On Wednesday and Thursday, the lobby of the Stollery Children’s Hospital was buzzing with activity as the 20th annual Corus Radiothon took place.
Starting in 1999, the annual fundraiser has brought in over $23 million for the hospital.
The 2019 radiothon alone raised a total of $1,564,455.
“We wouldn’t be doing it,” Kathy Reid, a Stollery nurse practitioner, said of radiothon’s impact. “We just wouldn’t be doing the kind of research we’re able to do here.”
Each year the money raised goes toward whatever it is the hospital needs. The undesignated funding is funneled through the Stollery Children’s Hospital Foundation and it means doctors and nurses can put the money toward the hospital’s biggest need at that time.
“The best thing about undesignated funding is that the hospital dictates what they need when they need it,” Courtney Gillis, who works with the foundation, said. “That way we’re able to help in the best way possible.”
WATCH BELOW: Ongoing Global News coverage of the 2019 Stollery Radiothon
Right now the hospital is raising money for a bottle warmer for use at the Stollery NICU at the Royal Alexandra Hospital and a portable ultrasound that scoliosis patients would use.
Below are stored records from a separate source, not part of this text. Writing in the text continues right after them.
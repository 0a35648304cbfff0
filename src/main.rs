// Copyright 2025 Fernando Borretti
//
// Licensed under the Apache License, Version 2.0 (the "License");
// you may not use this file except in compliance with the License.
// You may obtain a copy of the License at
//
//     http://www.apache.org/licenses/LICENSE-2.0
//
// Unless required by applicable law or agreed to in writing, software
// distributed under the License is distributed on an "AS IS" BASIS,
// WITHOUT WARRANTIES OR CONDITIONS OF ANY KIND, either express or implied.
// See the License for the specific language governing permissions and
// limitations under the License.

mod cli;
mod cmd;
mod collection;
mod config;
mod drill;
mod error;
mod import;
mod parser;
mod sampler;
mod settings;
mod store;
mod study;
mod types;

use std::process::ExitCode;

use crate::cli::entrypoint;

#[tokio::main]
async fn main() -> ExitCode {
    env_logger::init();
    match entrypoint().await {
        Ok(_) => ExitCode::SUCCESS,
        Err(e) => {
            eprintln!("{e}");
            ExitCode::FAILURE
        }
    }
}
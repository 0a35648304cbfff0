// Copyright 2025 Fernando Borretti
//
// Licensed under the Apache License, Version 2.0 (the "License");
// you may not use this file except in compliance with the License.
// You may obtain a copy of the License at
//
//     http://www.apache.org/licenses/LICENSE-2.0
//
// Unless required by applicable law or agreed to in writing, software
// distributed under the License is distributed on an "AS IS" BASIS,
// WITHOUT WARRANTIES OR CONDITIONS OF ANY KIND, either express or implied.
// See the License for the specific language governing permissions and
// limitations under the License.

use std::fs::read_to_string;
use std::path::Path;

use serde::Deserialize;
use serde::Serialize;

use crate::error::Fallible;
use crate::error::fail;
use crate::sampler::MIN_TEMPERATURE;

pub const CONFIG_FILE_NAME: &str = "flashdeck.toml";

/// A bounded numeric parameter.
#[derive(Clone, Copy, Debug, PartialEq, Serialize, Deserialize)]
pub struct Bounds {
    pub min: f64,
    pub max: f64,
    /// The step used by +/- adjustments.
    pub delta: f64,
    pub default: f64,
}

impl Bounds {
    pub fn clamp(&self, value: f64) -> f64 {
        if value.is_nan() {
            return self.default;
        }
        value.clamp(self.min, self.max)
    }

    /// Move `direction` steps from `value`, then clamp.
    pub fn step(&self, value: f64, direction: i32) -> f64 {
        self.clamp(value + f64::from(direction) * self.delta)
    }

    fn validate(&self, name: &str) -> Fallible<()> {
        if !(self.delta > 0.0) {
            return fail(format!("{name}: delta must be > 0."));
        }
        if !(self.max - self.min > self.delta) {
            return fail(format!("{name}: max - min must be greater than delta."));
        }
        if !(self.min <= self.default && self.default <= self.max) {
            return fail(format!("{name}: default must lie between min and max."));
        }
        Ok(())
    }
}

/// Bounds for every tunable parameter. Loaded from `flashdeck.toml` in the
/// data directory; missing tables fall back to the built-in defaults.
#[derive(Clone, Debug, PartialEq, Serialize, Deserialize)]
#[serde(default)]
pub struct Config {
    pub frequency: Bounds,
    pub temperature: Bounds,
    pub session_size: Bounds,
    pub speech_rate: Bounds,
}

impl Default for Config {
    fn default() -> Self {
        Self {
            frequency: Bounds {
                min: -9.0,
                max: 9.0,
                delta: 1.0,
                default: 0.0,
            },
            temperature: Bounds {
                min: 0.1,
                max: 10.0,
                delta: 0.1,
                default: 1.0,
            },
            session_size: Bounds {
                min: 0.0,
                max: 1000.0,
                delta: 1.0,
                default: 0.0,
            },
            speech_rate: Bounds {
                min: 0.5,
                max: 2.0,
                delta: 0.1,
                default: 1.0,
            },
        }
    }
}

impl Config {
    pub fn from_toml(source: &str) -> Fallible<Self> {
        let config: Config = toml::from_str(source)?;
        config.validate()?;
        Ok(config)
    }

    /// Read `flashdeck.toml` from `directory`, or use the defaults if there
    /// is none.
    pub fn load(directory: &Path) -> Fallible<Self> {
        let path = directory.join(CONFIG_FILE_NAME);
        if path.exists() {
            log::debug!("Loading configuration from {}.", path.display());
            let content = read_to_string(&path)?;
            Self::from_toml(&content)
        } else {
            Ok(Self::default())
        }
    }

    pub fn validate(&self) -> Fallible<()> {
        self.frequency.validate("frequency")?;
        self.temperature.validate("temperature")?;
        self.session_size.validate("session_size")?;
        self.speech_rate.validate("speech_rate")?;
        if self.temperature.min < MIN_TEMPERATURE {
            return fail(format!(
                "temperature: min must be at least {MIN_TEMPERATURE}."
            ));
        }
        if self.session_size.min < 0.0 {
            return fail("session_size: min must not be negative.");
        }
        Ok(())
    }
}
“Our biggest ask of radiothon is that people call in, they become a monthly donor — but any donations are great,” Gillis said.
Over the years, according to Gillis, the majority of the over $22 million raised has come from people signing up to be monthly donors. The most common donation is $20 per month.
“Our monthly donors are imperative to what we do at the Stollery and what the foundation is able to help them do.”
Reid has been working at the Stollery for 35 years. She describes the first radiothon as “tiny, with just a few phones.”
LISTEN BELOW: How the Stollery Children’s Hospital helped a family find strength during hardship
“It’s certainly grown,” she said. “It’s been an amazing event to see. It is hard to hear the stories and to know what some people’s journeys are, but I love coming and see the families come back that I’ve known over the years,” Reid said.
“Most kids, hopefully, never come through these doors, but if they need to, we’re here for them.”
CISN Country 103.9 broadcast live from the Stollery both days. 630 CHED was live during the 630 CHED Morning News from 6 a.m. – 9 a.m. and the 630 CHED Afternoon News from 2 p.m. – 6 p.m.
LISTEN BELOW: How the Stollery Children’s Hospital helped one family find comfort away from home
Global Edmonton brought two newscasts to the Stollery with Global News at 5 and Global News Hour at 6. Organizers told Global News that during the two broadcasts, nearly $70,000 was pledged.